The school wants to transform the nine-hole golf course, and create two multi-purpose athletic fields, nine tennis courts, a track with turf field, baseball diamond, maintenance buildings, locker rooms and a parking lot that can hold 103 cars.
"I’m against the proposal completely ... To me in a way it denigrates the community," Susan Kames said. "The community is very quiet, and it's almost like it’s a little island there in this huge development on the Annapolis Neck."
The school announced it had finalized a deal to purchase the 67.6 acre property in November 2011, and a few weeks later a group called Preserve Annapolis Roads sued—arguing the sports fields and buildings would violate restrictive covenants on the property.
Development is bound by a legal document, signed by the previous golf course owners and members of the surrounding community. It spells out a limited number of uses for the property.
Anne Arundel County Circuit Court Judge Paul Goetzke threw the lawsuit back to the plaintiffs in July, saying the residents must build a case for why the proposed development violates the covenants rather than seeking a declaratory judgment.
"Our view is that other recreational uses besides the golf course are allowed, and our view is that these fit within the covenants," said Chuck Anthony, the chair of Key’s Buildings and Grounds Committee.
Several audience members disagreed and kept pressing the school's representatives on whether sports activities and field trips were educational uses of the property and thus outside the bounds of the covenants.
It's a point that a Circuit Court judge will likely decide when the group refiles its suit in October.
Another sticking point was transparency. The school has been meeting for months with the Annapolis Roads community board. The two groups have developed a list of 18 conditions they are working on in order to reach a compromise.

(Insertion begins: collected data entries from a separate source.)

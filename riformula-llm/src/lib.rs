//! Riformula LLM - Generation Provider Layer
//!
//! Provider-agnostic trait for the formal-rewrite generation call, the
//! sampling parameters the orchestrator escalates on retry, and the prompt
//! assembly (system rules + few-shot examples). The concrete OpenRouter
//! implementation lives under `providers`.

use async_trait::async_trait;
use riformula_core::{RiformulaResult, UpstreamError};
use serde::{Deserialize, Serialize};
use std::collections::VecDeque;
use std::sync::Mutex;

pub mod providers;

pub use providers::{OpenRouterClient, OpenRouterGenerationProvider};

// ============================================================================
// SAMPLING PARAMETERS
// ============================================================================

/// Sampling parameters forwarded to the chat-completions call.
#[derive(Debug, Clone, Copy, PartialEq, Serialize, Deserialize)]
pub struct SamplingParams {
    pub temperature: f32,
    pub top_p: f32,
    pub max_tokens: i32,
    pub frequency_penalty: f32,
    pub presence_penalty: f32,
}

impl SamplingParams {
    /// Baseline parameters for a first generation attempt.
    pub fn base() -> Self {
        Self {
            temperature: 0.3,
            top_p: 0.9,
            max_tokens: 500,
            frequency_penalty: 0.1,
            presence_penalty: 0.1,
        }
    }

    /// Looser parameters for a regeneration after negative feedback.
    pub fn regeneration() -> Self {
        Self {
            temperature: 0.7,
            frequency_penalty: 0.3,
            presence_penalty: 0.3,
            ..Self::base()
        }
    }
}

impl Default for SamplingParams {
    fn default() -> Self {
        Self::base()
    }
}

// ============================================================================
// GENERATION REQUEST & PROVIDER TRAIT
// ============================================================================

/// A single generation request as seen by a provider.
#[derive(Debug, Clone, PartialEq, Serialize, Deserialize)]
pub struct GenerationRequest {
    pub system_prompt: String,
    pub user_input: String,
    pub params: SamplingParams,
}

/// Trait for generation providers.
/// Implementations must be thread-safe (Send + Sync).
///
/// # Example
/// ```ignore
/// struct MyProvider { /* ... */ }
///
/// #[async_trait]
/// impl GenerationProvider for MyProvider {
///     async fn generate(&self, request: &GenerationRequest) -> RiformulaResult<String> {
///         // Call the upstream chat-completions API
///     }
///     fn model_id(&self) -> &str { "my/model" }
/// }
/// ```
#[async_trait]
pub trait GenerationProvider: Send + Sync {
    /// Produce the rewritten text for one request.
    ///
    /// # Returns
    /// * `Ok(String)` - The raw completion text (not yet post-processed)
    /// * `Err(RiformulaError::Upstream)` - Auth, rate-limit, timeout or
    ///   malformed-response failures
    async fn generate(&self, request: &GenerationRequest) -> RiformulaResult<String>;

    /// The model identifier requests are sent to.
    fn model_id(&self) -> &str;

    /// Probe upstream credentials without spending a completion.
    /// Providers with no cheap probe report success.
    async fn auth_check(&self) -> RiformulaResult<()> {
        Ok(())
    }
}

// ============================================================================
// PROMPT ASSEMBLY
// ============================================================================

/// Few-shot pairs teaching the expected register.
pub const FEW_SHOT_EXAMPLES: &[(&str, &str)] = &[
    (
        "creazione utente richiesto + settaggio impostazioni rds",
        "Creazione dell'utenza richiesta con configurazione dei parametri RDS.",
    ),
    ("presidio zara", "Presidio tecnico presso il punto vendita Zara."),
    (
        "supporto outlook + ticket aperto",
        "Fornito supporto per Outlook e apertura del ticket di assistenza.",
    ),
];

/// Builds the system prompt for a rewrite, with an optional regeneration
/// addendum quoting a rejected previous output.
#[derive(Debug, Clone, Default)]
pub struct PromptBuilder {
    rejected_output: Option<String>,
}

impl PromptBuilder {
    pub fn new() -> Self {
        Self::default()
    }

    /// Mark this prompt as a regeneration after the given output was
    /// rejected; the prompt will demand a different formulation.
    pub fn with_rejected_output(mut self, previous: impl Into<String>) -> Self {
        self.rejected_output = Some(previous.into());
        self
    }

    /// Assemble the full system prompt.
    pub fn system_prompt(&self) -> String {
        let mut prompt = String::from(
            "Sei un esperto sistemista IT con oltre 10 anni di esperienza nella redazione tecnica professionale. \
             Il tuo compito è riformulare la descrizione tecnica che riceverai in una versione professionale. \
             Segui scrupolosamente queste regole:\
             \n1. Mantieni il significato originale della frase\
             \n2. Usa un linguaggio tecnico corretto, formale e conciso\
             \n3. Elimina abbreviazioni e frasi colloquiali\
             \n4. Rendi chiaro cosa è stato fatto, su quale sistema, e con quale risultato\
             \n5. IMPORTANTE: Rispondi ESCLUSIVAMENTE con la descrizione riformulata, senza spiegazioni, commenti o ragionamenti\
             \n6. Non aggiungere mai frasi introduttive o conclusive\
             \n7. Non includere il tuo processo di ragionamento nella risposta\
             \n8. Non iniziare mai con 'Ecco la versione riformulata:' o frasi simili",
        );

        if let Some(previous) = &self.rejected_output {
            prompt.push_str(&format!(
                "\n\nIMPORTANTE: La seguente è una rigenerazione. \
                 Un utente ha dato un feedback negativo alla risposta precedente: \n\n\"{}\"\n\n\
                 Genera una risposta DIVERSA e MIGLIORE dalla precedente, \
                 evitando gli stessi pattern e formulazioni.",
                previous
            ));
        }

        prompt
    }

    pub fn is_regeneration(&self) -> bool {
        self.rejected_output.is_some()
    }
}

// ============================================================================
// SCRIPTED PROVIDER FOR TESTING
// ============================================================================

/// Deterministic provider for tests: serves queued responses in order and
/// records every request it receives.
pub struct ScriptedProvider {
    model_id: String,
    script: Mutex<VecDeque<RiformulaResult<String>>>,
    calls: Mutex<Vec<GenerationRequest>>,
}

impl ScriptedProvider {
    pub fn new(model_id: impl Into<String>) -> Self {
        Self {
            model_id: model_id.into(),
            script: Mutex::new(VecDeque::new()),
            calls: Mutex::new(Vec::new()),
        }
    }

    /// Queue a successful completion.
    pub fn enqueue(&self, output: impl Into<String>) {
        self.script
            .lock()
            .expect("script lock")
            .push_back(Ok(output.into()));
    }

    /// Queue a failure.
    pub fn enqueue_error(&self, error: riformula_core::RiformulaError) {
        self.script.lock().expect("script lock").push_back(Err(error));
    }

    /// Number of generate() calls received so far.
    pub fn call_count(&self) -> usize {
        self.calls.lock().expect("calls lock").len()
    }

    /// Snapshot of every request received, in order.
    pub fn calls(&self) -> Vec<GenerationRequest> {
        self.calls.lock().expect("calls lock").clone()
    }

    /// Sampling parameters of the most recent call, if any.
    pub fn last_params(&self) -> Option<SamplingParams> {
        self.calls
            .lock()
            .expect("calls lock")
            .last()
            .map(|call| call.params)
    }
}

#[async_trait]
impl GenerationProvider for ScriptedProvider {
    async fn generate(&self, request: &GenerationRequest) -> RiformulaResult<String> {
        self.calls.lock().expect("calls lock").push(request.clone());
        self.script
            .lock()
            .expect("script lock")
            .pop_front()
            .unwrap_or_else(|| {
                Err(UpstreamError::NoResponse {
                    provider: "scripted".to_string(),
                    reason: "script exhausted".to_string(),
                }
                .into())
            })
    }

    fn model_id(&self) -> &str {
        &self.model_id
    }
}

impl std::fmt::Debug for ScriptedProvider {
    fn fmt(&self, f: &mut std::fmt::Formatter<'_>) -> std::fmt::Result {
        f.debug_struct("ScriptedProvider")
            .field("model_id", &self.model_id)
            .field("calls", &self.call_count())
            .finish()
    }
}

// ============================================================================
// UNIT TESTS
// ============================================================================
//! OpenRouter chat-completions request and response types

use serde::{Deserialize, Serialize};

// ============================================================================
// REQUEST TYPES
// ============================================================================

#[derive(Debug, Clone, Serialize)]
pub struct ChatRequest {
    pub model: String,
    pub messages: Vec<Message>,
    pub temperature: f32,
    pub max_tokens: i32,
    pub top_p: f32,
    pub frequency_penalty: f32,
    pub presence_penalty: f32,
    /// Stops the model from continuing past the rewritten sentence.
    pub stop: Vec<String>,
}

#[derive(Debug, Clone, Serialize, Deserialize)]
pub struct Message {
    pub role: String,
    pub content: String,
}

impl Message {
    pub fn system(content: impl Into<String>) -> Self {
        Self {
            role: "system".to_string(),
            content: content.into(),
        }
    }

    pub fn user(content: impl Into<String>) -> Self {
        Self {
            role: "user".to_string(),
            content: content.into(),
        }
    }

    pub fn assistant(content: impl Into<String>) -> Self {
        Self {
            role: "assistant".to_string(),
            content: content.into(),
        }
    }
}

// ============================================================================
// RESPONSE TYPES
// ============================================================================

#[derive(Debug, Clone, Deserialize)]
pub struct ChatResponse {
    #[serde(default)]
    pub choices: Vec<Choice>,
}

/// One completion choice.
///
/// Models routed through OpenRouter disagree on which field carries the
/// completion text, so every observed variant is modeled and extraction
/// tries them in a fixed order.
#[derive(Debug, Clone, Default, Deserialize)]
pub struct Choice {
    #[serde(default)]
    pub message: Option<ChoiceMessage>,
    #[serde(default)]
    pub text: Option<String>,
    #[serde(default)]
    pub content: Option<String>,
}

#[derive(Debug, Clone, Deserialize)]
pub struct ChoiceMessage {
    #[serde(default)]
    pub content: Option<String>,
}

impl Choice {
    /// Extract the completion text: `message.content`, then `text`, then
    /// `content`. Whitespace-only candidates are treated as absent.
    pub fn extract_text(&self) -> Option<String> {
        let candidates = [
            self.message.as_ref().and_then(|m| m.content.as_deref()),
            self.text.as_deref(),
            self.content.as_deref(),
        ];

        candidates
            .into_iter()
            .flatten()
            .map(str::trim)
            .find(|text| !text.is_empty())
            .map(str::to_string)
    }
}

// ============================================================================
// ERROR TYPES
// ============================================================================

#[derive(Debug, Clone, Deserialize)]
pub struct ApiError {
    pub error: ErrorDetail,
}

#[derive(Debug, Clone, Deserialize)]
pub struct ErrorDetail {
    pub message: String,
    #[serde(default)]
    pub code: Option<i32>,
}

#[cfg(test)]
mod tests {
    use super::*;

    #[test]
    fn test_extract_text_prefers_message_content() {
        let choice: Choice = serde_json::from_str(
            r#"{"message": {"content": "Dal messaggio."}, "text": "Dal campo text."}"#,
        )
        .unwrap();
        assert_eq!(choice.extract_text().unwrap(), "Dal messaggio.");
    }

    #[test]
    fn test_extract_text_falls_back_to_text_field() {
        let choice: Choice =
            serde_json::from_str(r#"{"text": "  Dal campo text.  "}"#).unwrap();
        assert_eq!(choice.extract_text().unwrap(), "Dal campo text.");
    }

    #[test]
    fn test_extract_text_falls_back_to_content_field() {
        let choice: Choice = serde_json::from_str(r#"{"content": "Dal campo content."}"#).unwrap();
        assert_eq!(choice.extract_text().unwrap(), "Dal campo content.");
    }

    #[test]
    fn test_extract_text_skips_blank_candidates() {
        let choice: Choice = serde_json::from_str(
            r#"{"message": {"content": "   "}, "text": "Utilizzabile."}"#,
        )
        .unwrap();
        assert_eq!(choice.extract_text().unwrap(), "Utilizzabile.");
    }

    #[test]
    fn test_extract_text_none_when_empty() {
        let choice: Choice = serde_json::from_str(r#"{}"#).unwrap();
        assert!(choice.extract_text().is_none());
    }

    #[test]
    fn test_chat_response_tolerates_missing_choices() {
        let response: ChatResponse = serde_json::from_str(r#"{}"#).unwrap();
        assert!(response.choices.is_empty());
    }
}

Several residents said they had been denied permission to see the list or know what was being negotiated.
"I’m not getting in the middle of your board and your community," said Niels Holch, Board of Trustees President for Key School. "That’s a bad place to be."
Holch ultimately read the 18 listed items, but he declined to share the physical document with residents.
"This is more transparent than anything I’ve heard from my own board," Kames said. "People don’t know what’s going on. The board has not shared enough information."
Residents also raised several questions about lighting, amplified sound, annexation into the city of Annapolis and irrigation.
The school said it will not seek to install speakers or lighting outside of the parking lot for at least seven years. To do either requires a special exemption from the County Council because the property is limited in its use by its open space zoning.
Golf course owners George and Linda Graefe filed a petition to be annexed into Annapolis, but Holch promised to withdraw that petition should the school purchase the property.
He also offered the community the right of first refusal. That means the school would have to first offer the property to the Annapolis Roads community before it could try to sell to someone else.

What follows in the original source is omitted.